Em dezembro de 2025 a região lançou o Screen-Up, um gestor único regional para todos os rastreamentos oncológicos. Inicialmente ativado para o percurso de próstata, o sistema será estendido em 2026 para gerir todos os programas de screening ativos na Lombardia. A ampliação da faixa etária está em curso: de 50-59 anos (ampliação já aprovada em janeiro de 2026 pela delibera di Giunta Regionale 5593 del 30/12/2025) para incluir até os 69 anos até o final de 2026.
Basilicata: plataforma dedicada e percurso integrado
Lançado em junho de 2025, o percurso de rastreamento da Basilicata segue uma lógica semelhante: questionário online, teste de PSA, visita urológica e ressonância magnética biparamétrica quando necessário. Gerenciado por uma plataforma informática dedicada no site da azienda ospedaliera regionale San Carlo, o programa é dirigido à população entre 45 e 70 anos.

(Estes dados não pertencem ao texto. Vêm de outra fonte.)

//! Debounced push-button driver.
//!
//! Provides [`DebouncedButton`] which owns an input pin and maintains a
//! toggled boolean state through a bounce filter. Also defines the
//! [`ButtonPin`] trait for hardware abstraction.

use core::marker::PhantomData;

use crate::interrupt;
use crate::state::ToggleState;
use crate::time::{TimeDuration, TimeInstant, TimeSource};
use crate::types::{ButtonError, ButtonState, EdgeMode, InputMode};

/// Default minimum interval between accepted edges.
pub const DEFAULT_DEBOUNCE_MS: u64 = 50;

/// Trait for abstracting button input hardware.
///
/// Implement this for your platform's GPIO pin (PAC, HAL, register access,
/// etc.) to let the driver configure and sample it.
pub trait ButtonPin {
    /// Configures the pin as a digital input in the requested mode.
    ///
    /// Called once during button construction. Return an error if the pin is
    /// not a usable digital input or cannot provide the requested pull
    /// configuration.
    fn configure(&mut self, mode: InputMode) -> Result<(), ButtonError>;

    /// Samples the current electrical level.
    ///
    /// Handle any hardware errors internally - this method cannot fail.
    fn is_high(&mut self) -> bool;

    /// Enables the pin's edge-triggered interrupt for the given transitions.
    ///
    /// Platform-level registration failures are not surfaced; the pin is
    /// already configured as an input when this is called.
    fn enable_edge_interrupt(&mut self, edge: EdgeMode);
}

/// A debounced push button with a toggled boolean state.
///
/// Each button owns its pin and borrows a time source plus a [`ToggleState`]
/// cell. The toggled value starts `false` and flips once per edge that
/// passes the debounce gate, regardless of how many raw edges the contact
/// bounce produces.
///
/// Two usage modes (pick one per button; mixing them reintroduces the
/// interrupt/poll race the cell exists to avoid):
///
/// - **Interrupt-driven**: call
///   [`attach_toggled_interrupt`](Self::attach_toggled_interrupt) once, have
///   the platform ISR call [`crate::dispatch_edge`], and read with
///   [`toggled_state`](Self::toggled_state).
/// - **Polled**: call [`poll`](Self::poll) from the main loop; it samples the
///   raw pin level, feeds matching transitions through the same gate, and
///   returns the toggled state.
///
/// # Type Parameters
/// * `'a` - Lifetime of the borrowed time source and state cell
/// * `I` - Time instant type
/// * `P` - Pin implementation type
/// * `T` - Time source implementation type
pub struct DebouncedButton<'a, I: TimeInstant, P: ButtonPin, T: TimeSource<I>> {
    pin: P,
    clock: &'a T,
    shared: &'a ToggleState,
    input_mode: InputMode,
    poll_edge: EdgeMode,
    debounce_ms: u64,
    last_raw: bool,
    _instant: PhantomData<I>,
}

impl<'a, I: TimeInstant, P: ButtonPin, T: TimeSource<I>> DebouncedButton<'a, I, P, T> {
    /// Creates a button on `pin`, configuring it in `mode`.
    ///
    /// Pin configuration is the only fallible step; an `Err` here is a fatal
    /// wiring/configuration mistake and should be handled at startup. The
    /// initial raw level is sampled so the first [`poll`](Self::poll) does
    /// not see a spurious transition.
    ///
    /// The toggled state starts `false`. `state` should be a fresh cell; a
    /// cell shared between buttons would merge their toggle histories.
    pub fn new(
        mut pin: P,
        mode: InputMode,
        clock: &'a T,
        state: &'a ToggleState,
    ) -> Result<Self, ButtonError> {
        pin.configure(mode)?;
        let last_raw = pin.is_high();

        Ok(Self {
            pin,
            clock,
            shared: state,
            input_mode: mode,
            poll_edge: EdgeMode::Change,
            debounce_ms: DEFAULT_DEBOUNCE_MS,
            last_raw,
            _instant: PhantomData,
        })
    }

    /// Sets the minimum interval between accepted edges.
    ///
    /// Defaults to [`DEFAULT_DEBOUNCE_MS`].
    pub fn with_debounce_interval(mut self, interval: I::Duration) -> Self {
        self.debounce_ms = interval.as_millis();
        self
    }

    /// Sets which raw transitions the poll path reacts to.
    ///
    /// Defaults to [`EdgeMode::Change`]. Only affects [`poll`](Self::poll);
    /// in interrupt mode the hardware filters edges per the mode passed to
    /// [`attach_toggled_interrupt`](Self::attach_toggled_interrupt).
    pub fn with_poll_edge(mut self, edge: EdgeMode) -> Self {
        self.poll_edge = edge;
        self
    }

    /// Runs the debounce-and-toggle routine for an externally observed edge.
    ///
    /// Entry point for applications that demultiplex their own interrupts
    /// and deliver edges to the button directly. Returns whether the edge
    /// was accepted.
    pub fn handle_edge(&mut self) -> bool {
        self.shared
            .service(self.clock.now().as_millis(), self.debounce_ms)
    }

    /// Samples the pin and returns the toggled state.
    ///
    /// A raw transition matching the poll edge filter goes through the same
    /// debounce gate as an interrupt-delivered edge; bounce within the
    /// interval is rejected. With no transition this is a pure read.
    pub fn poll(&mut self) -> bool {
        let level = self.pin.is_high();
        let fired = match self.poll_edge {
            EdgeMode::Rising => !self.last_raw && level,
            EdgeMode::Falling => self.last_raw && !level,
            EdgeMode::Change => level != self.last_raw,
        };
        self.last_raw = level;

        if fired {
            self.shared
                .service(self.clock.now().as_millis(), self.debounce_ms);
        }
        self.shared.is_set()
    }

    /// Returns the current toggled state. Pure read, no pin sampling.
    #[inline]
    pub fn toggled_state(&self) -> bool {
        self.shared.is_set()
    }

    /// Returns the toggled state as a [`ButtonState`].
    #[inline]
    pub fn state(&self) -> ButtonState {
        ButtonState::from(self.shared.is_set())
    }

    /// Returns the pin's input mode.
    pub fn input_mode(&self) -> InputMode {
        self.input_mode
    }

    /// Returns the configured debounce interval.
    pub fn debounce_interval(&self) -> I::Duration {
        I::Duration::from_millis(self.debounce_ms)
    }

    /// Returns the time elapsed since the last accepted edge, or `None` if
    /// no edge has been accepted yet.
    pub fn elapsed_since_last_toggle(&self) -> Option<I::Duration> {
        self.shared.last_change_ms().map(|last| {
            let now = self.clock.now().as_millis();
            I::Duration::from_millis(now.saturating_sub(last))
        })
    }

    /// Returns whether this button is the current interrupt delivery target.
    ///
    /// `false` after another button attaches, since attachments silently
    /// supersede each other.
    pub fn is_interrupt_target(&self) -> bool {
        interrupt::is_active(self.shared)
    }
}

impl<I: TimeInstant, P: ButtonPin, T: TimeSource<I>> DebouncedButton<'static, I, P, T> {
    /// Attaches this button for interrupt-driven toggling.
    ///
    /// Enables the pin's edge interrupt for `edge` and installs this
    /// button's state cell as the process-wide dispatch target, superseding
    /// any previously attached button. The platform ISR must route edges via
    /// [`crate::dispatch_edge`] or [`crate::dispatch_edge_at`].
    ///
    /// Only available when the clock and state cell have `'static` lifetime,
    /// since the ISR may fire at any later point in the program.
    pub fn attach_toggled_interrupt(&mut self, edge: EdgeMode) {
        self.pin.enable_edge_interrupt(edge);
        interrupt::set_active(self.shared, self.debounce_ms);
    }
}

Embora os dados completos da Basilicata não tenham sido todos divulgados em detalhe, a experiência regional mostra como uma plataforma local integrada pode atuar como semente — uma raiz que nutre práticas de prevenção e encaminhamento —, pronta para ser escalada por uma coordenação nacional.
Por que é preciso uma regia nacional?
A Fondazione Onda tem reunido, desde 2023, Regioni e stakeholder para desenhar um modelo nacional coordenado e sustentável de prevenção e diagnóstico precoce. As experiências de Lombardia e Basilicata servem de laboratório: demonstram que protocolos claros, gestão digital e critérios de elegibilidade reduzem atrasos e aumentam a eficiência. Agora, a meta é transformar essas colheitas regionais em políticas nacionais, de forma a garantir equidade de acesso e interoperabilidade entre sistemas.
Como observador da vida cotidiana italiana, enxergo esses projetos como o despertar da paisagem da saúde: quando a terra é bem preparada — com dados, critérios e plataformas —, a colheita de prevenção pode ser mais farta e menos desigual. Resta que a respiração do sistema nacional sincronize esses ritmos, para que homens em toda a Itália tenham acesso a um percurso claro e oportuno de cuidado.
Seguiremos acompanhando a evolução dessas experiências, atentos ao desenvolvimento do Screen-Up e às decisões políticas que podem transformar pilotos promissores em políticas públicas nacionais.